## MATERIAL PROVIDED:
◇ ◇ ◇ ◇ ◇ ◇ ◇
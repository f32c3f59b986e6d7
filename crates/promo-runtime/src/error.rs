use promo_types::CampaignId;
use std::fmt;

/// Result type for promo-runtime operations
pub type Result<T> = std::result::Result<T, Error>;

/// Error types that can occur in the runtime layer
#[derive(Debug)]
pub enum Error {
    /// Domain value could not be built
    Types(promo_types::Error),

    /// IO operation failed
    Io(std::io::Error),

    /// Configuration error
    Config(String),

    /// HTTP request could not be sent or answered
    Http(reqwest::Error),

    /// Board or response JSON was malformed
    Json(serde_json::Error),

    /// No row with this id in the table
    UnknownCampaign(CampaignId),

    /// Row has no URL for the requested navigation
    MissingUrl { campaign: CampaignId, field: &'static str },

    /// Invalid operation or state
    InvalidOperation(String),
}

impl fmt::Display for Error {
    fn fmt(&self, f: &mut fmt::Formatter<'_>) -> fmt::Result {
        match self {
            Error::Types(err) => write!(f, "{}", err),
            Error::Io(err) => write!(f, "IO error: {}", err),
            Error::Config(msg) => write!(f, "Configuration error: {}", msg),
            Error::Http(err) => write!(f, "HTTP error: {}", err),
            Error::Json(err) => write!(f, "JSON error: {}", err),
            Error::UnknownCampaign(id) => write!(f, "No campaign with id '{}'", id),
            Error::MissingUrl { campaign, field } => {
                write!(f, "Campaign '{}' has no {}", campaign, field)
            }
            Error::InvalidOperation(msg) => write!(f, "Invalid operation: {}", msg),
        }
    }
}

impl std::error::Error for Error {
    fn source(&self) -> Option<&(dyn std::error::Error + 'static)> {
        match self {
            Error::Types(err) => Some(err),
            Error::Io(err) => Some(err),
            Error::Http(err) => Some(err),
            Error::Json(err) => Some(err),
            Error::Config(_)
            | Error::UnknownCampaign(_)
            | Error::MissingUrl { .. }
            | Error::InvalidOperation(_) => None,
        }
    }
}

impl From<promo_types::Error> for Error {
    fn from(err: promo_types::Error) -> Self {
        Error::Types(err)
    }
}

impl From<std::io::Error> for Error {
    fn from(err: std::io::Error) -> Self {
        Error::Io(err)
    }
}

impl From<reqwest::Error> for Error {
    fn from(err: reqwest::Error) -> Self {
        Error::Http(err)
    }
}

impl From<serde_json::Error> for Error {
    fn from(err: serde_json::Error) -> Self {
        Error::Json(err)
    }
}

impl From<toml::de::Error> for Error {
    fn from(err: toml::de::Error) -> Self {
        Error::Config(err.to_string())
    }
}

impl From<toml::ser::Error> for Error {
    fn from(err: toml::ser::Error) -> Self {
        Error::Config(err.to_string())
    }
}
use super::fill_form;
use crate::args::DraftArgs;
use crate::context::ExecutionContext;
use crate::presentation::presenters;
use crate::presentation::{Badge, CommandOutput, ConsoleRenderer, NextStep, Renderer};
use anyhow::{Result, anyhow};
use promo_runtime::{FixedImpressions, HttpBackend, ImpressionSource, ImpressionsCache};
use tokio::runtime::Runtime;

pub fn handle(
    ctx: &ExecutionContext,
    runtime: &Runtime,
    draft: &DraftArgs,
    daily_impressions: Option<u64>,
) -> Result<()> {
    let mut form = ctx.form()?;
    fill_form(&mut form, draft)?;

    let fixed;
    let http;
    let source: &dyn ImpressionSource = match daily_impressions {
        Some(daily) => {
            fixed = FixedImpressions(daily);
            &fixed
        }
        None => {
            let backend = &ctx.config()?.backend;
            if backend.base_url.is_none() {
                return Err(anyhow!(
                    "No backend configured. Pass --daily-impressions or set backend.base_url."
                ));
            }
            let _guard = runtime.enter();
            http = HttpBackend::new(backend)?;
            &http
        }
    };

    let mut cache = ImpressionsCache::new();
    let forecast = runtime.block_on(form.check_inventory(&mut cache, source))?;

    let vm = presenters::present_forecast(form.state(), form.policy(), &forecast);
    let mut result = CommandOutput::new(vm);
    result = if forecast.warning.is_some() {
        result
            .with_badge(Badge::short_inventory())
            .then(NextStep::hint("Extend the duration or change the target"))
    } else {
        result.with_badge(Badge::done("Inventory available"))
    };

    ConsoleRenderer::new(ctx.json_mode()).render(result)
}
◇ ◇ ◇ ◇ ◇ ◇ ◇
## YOUR OBJECTIVE:
Wherever the word "HttpBackend" appears in the entries above, copy that whole line.

## ANSWER TO THE PROBLEM:
use promo_runtime::{FixedImpressions, HttpBackend, ImpressionSource, ImpressionsCache};
            http = HttpBackend::new(backend)?;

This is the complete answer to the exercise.